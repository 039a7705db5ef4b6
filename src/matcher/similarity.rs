//! 類似度計算
//!
//! ペアごとに独立に計算できる信号:
//! - タイトル距離（正規化編集距離）
//! - 著者距離（どちらかが欠損なら 1）
//! - 言語一致（どちらかが欠損なら一致扱い）
//! - 発行年（生値のみ。正規化はゲート後）

use super::types::{CandidatePair, ScoredPair, SimilaritySignals};
use crate::normalizer::normalize_title;
use rayon::prelude::*;
use std::borrow::Cow;

/// 類似度エンジン
#[derive(Debug, Clone, Copy, Default)]
pub struct SimilarityEngine {
    normalize_titles: bool,
}

impl SimilarityEngine {
    pub fn new(normalize_titles: bool) -> Self {
        Self { normalize_titles }
    }

    /// 1ペアの類似度
    pub fn score(&self, pair: &CandidatePair<'_>) -> SimilaritySignals {
        let left = pair.left.record;
        let right = pair.right.record;

        SimilaritySignals {
            title_distance: self.title_distance(&left.title, &right.title),
            author_distance: author_distance(left.author.as_deref(), right.author.as_deref()),
            language_match: language_match(left.language.as_deref(), right.language.as_deref()),
            years: (left.published_year, right.published_year),
        }
    }

    /// 全ペアを並列に計算（生成順を保持）
    pub fn score_all<'a>(&self, pairs: Vec<CandidatePair<'a>>) -> Vec<ScoredPair<'a>> {
        pairs
            .into_par_iter()
            .map(|pair| ScoredPair {
                signals: self.score(&pair),
                pair,
            })
            .collect()
    }

    pub fn title_distance(&self, left: &str, right: &str) -> f64 {
        let (left, right): (Cow<str>, Cow<str>) = if self.normalize_titles {
            (normalize_title(left).into(), normalize_title(right).into())
        } else {
            (left.into(), right.into())
        };
        normalized_edit_distance(&left, &right)
    }
}

/// 空白のみの値は欠損として扱う
fn present(value: Option<&str>) -> Option<&str> {
    value.map(str::trim).filter(|s| !s.is_empty())
}

/// 著者距離
///
/// 欠損（空文字列を含む）は中立ではなく強い不一致として扱う（別著者の作品の通過を防ぐ）。
pub fn author_distance(left: Option<&str>, right: Option<&str>) -> f64 {
    match (present(left), present(right)) {
        (Some(l), Some(r)) => normalized_edit_distance(l, r),
        _ => 1.0,
    }
}

/// 言語一致
///
/// 不明な言語（空文字列を含む）は互換として扱う。両側にあって異なる場合のみ不一致。
/// 前後の空白は無視する。
pub fn language_match(left: Option<&str>, right: Option<&str>) -> bool {
    match (present(left), present(right)) {
        (Some(l), Some(r)) => l == r,
        _ => true,
    }
}

/// 正規化編集距離 = 編集距離 / 長い方の文字数
///
/// 両方空なら 0、片方だけ空なら 1。
pub fn normalized_edit_distance(a: &str, b: &str) -> f64 {
    let max_len = a.chars().count().max(b.chars().count());
    if max_len == 0 {
        return 0.0;
    }

    levenshtein_distance(a, b) as f64 / max_len as f64
}

/// レーベンシュタイン距離を計算（文字単位）
pub fn levenshtein_distance(a: &str, b: &str) -> usize {
    let a_chars: Vec<char> = a.chars().collect();
    let b_chars: Vec<char> = b.chars().collect();

    if a_chars.is_empty() {
        return b_chars.len();
    }
    if b_chars.is_empty() {
        return a_chars.len();
    }

    // 直前の行だけ保持する
    let mut previous: Vec<usize> = (0..=b_chars.len()).collect();
    let mut current = vec![0; b_chars.len() + 1];

    for (i, a_char) in a_chars.iter().enumerate() {
        current[0] = i + 1;
        for (j, b_char) in b_chars.iter().enumerate() {
            let cost = if a_char == b_char { 0 } else { 1 };
            current[j + 1] = (previous[j + 1] + 1)
                .min(current[j] + 1)
                .min(previous[j] + cost);
        }
        std::mem::swap(&mut previous, &mut current);
    }

    previous[b_chars.len()]
}

#[cfg(test)]
mod tests {
    use super::*;

    #[test]
    fn test_levenshtein_distance() {
        assert_eq!(levenshtein_distance("", "abc"), 3);
        assert_eq!(levenshtein_distance("abc", ""), 3);
        assert_eq!(levenshtein_distance("abc", "abc"), 0);
        assert_eq!(levenshtein_distance("abc", "abd"), 1);
        assert_eq!(levenshtein_distance("kitten", "sitting"), 3);
        assert_eq!(levenshtein_distance("flaw", "lawn"), 2);
    }

    #[test]
    fn test_levenshtein_counts_chars_not_bytes() {
        assert_eq!(levenshtein_distance("Müller", "Muller"), 1);
        assert_eq!(levenshtein_distance("舗装工", "舗装補修工"), 2);
    }

    #[test]
    fn test_cat_bat() {
        let distance = normalized_edit_distance("cat", "bat");
        assert!((distance - 1.0 / 3.0).abs() < 1e-12);
    }

    #[test]
    fn test_title_edge_policy() {
        let engine = SimilarityEngine::default();
        assert_eq!(engine.title_distance("", ""), 0.0);
        assert_eq!(engine.title_distance("", "Dracula"), 1.0);
        assert_eq!(engine.title_distance("Dracula", ""), 1.0);
        assert_eq!(engine.title_distance("Dracula", "Dracula"), 0.0);
    }

    #[test]
    fn test_title_distance_with_normalization() {
        let plain = SimilarityEngine::new(false);
        let normalized = SimilarityEngine::new(true);

        assert!(plain.title_distance("The Hobbit", "hobbit") > 0.0);
        assert_eq!(normalized.title_distance("The Hobbit", "hobbit"), 0.0);
    }

    #[test]
    fn test_author_missing_is_maximal() {
        assert_eq!(author_distance(None, Some("Tolkien")), 1.0);
        assert_eq!(author_distance(Some("Tolkien"), None), 1.0);
        assert_eq!(author_distance(None, None), 1.0);
        assert_eq!(author_distance(Some("Tolkien"), Some("Tolkien")), 0.0);
    }

    #[test]
    fn test_blank_author_is_missing() {
        assert_eq!(author_distance(Some(""), Some("")), 1.0);
        assert_eq!(author_distance(Some("   "), Some("Tolkien")), 1.0);
        assert_eq!(author_distance(Some(" Tolkien "), Some("Tolkien")), 0.0);
    }

    #[test]
    fn test_blank_language_is_unknown() {
        assert!(language_match(Some(""), Some("English")));
        assert!(language_match(Some("English"), Some("  ")));
        assert!(language_match(Some(""), Some("")));
        assert!(language_match(Some("English "), Some("English")));
        assert!(!language_match(Some(" French"), Some("English")));
    }

    #[test]
    fn test_language_match_policy() {
        assert!(language_match(Some("English"), Some("English")));
        assert!(!language_match(Some("English"), Some("French")));
        assert!(language_match(None, Some("French")));
        assert!(language_match(Some("English"), None));
        assert!(language_match(None, None));
    }

    #[test]
    fn test_distances_bounded() {
        let samples = ["", "a", "ab", "Moby Dick", "moby-dick; or, the whale", "白鯨"];
        for a in samples {
            for b in samples {
                let d = normalized_edit_distance(a, b);
                assert!((0.0..=1.0).contains(&d), "{} vs {} -> {}", a, b, d);
            }
        }
    }
}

★ ★ ★

- [Try it]: In the entries above, locate every line with the word "bool" and copy it.

- [Answer to this task]:
    normalize_titles: bool,
    pub fn new(normalize_titles: bool) -> Self {
pub fn language_match(left: Option<&str>, right: Option<&str>) -> bool {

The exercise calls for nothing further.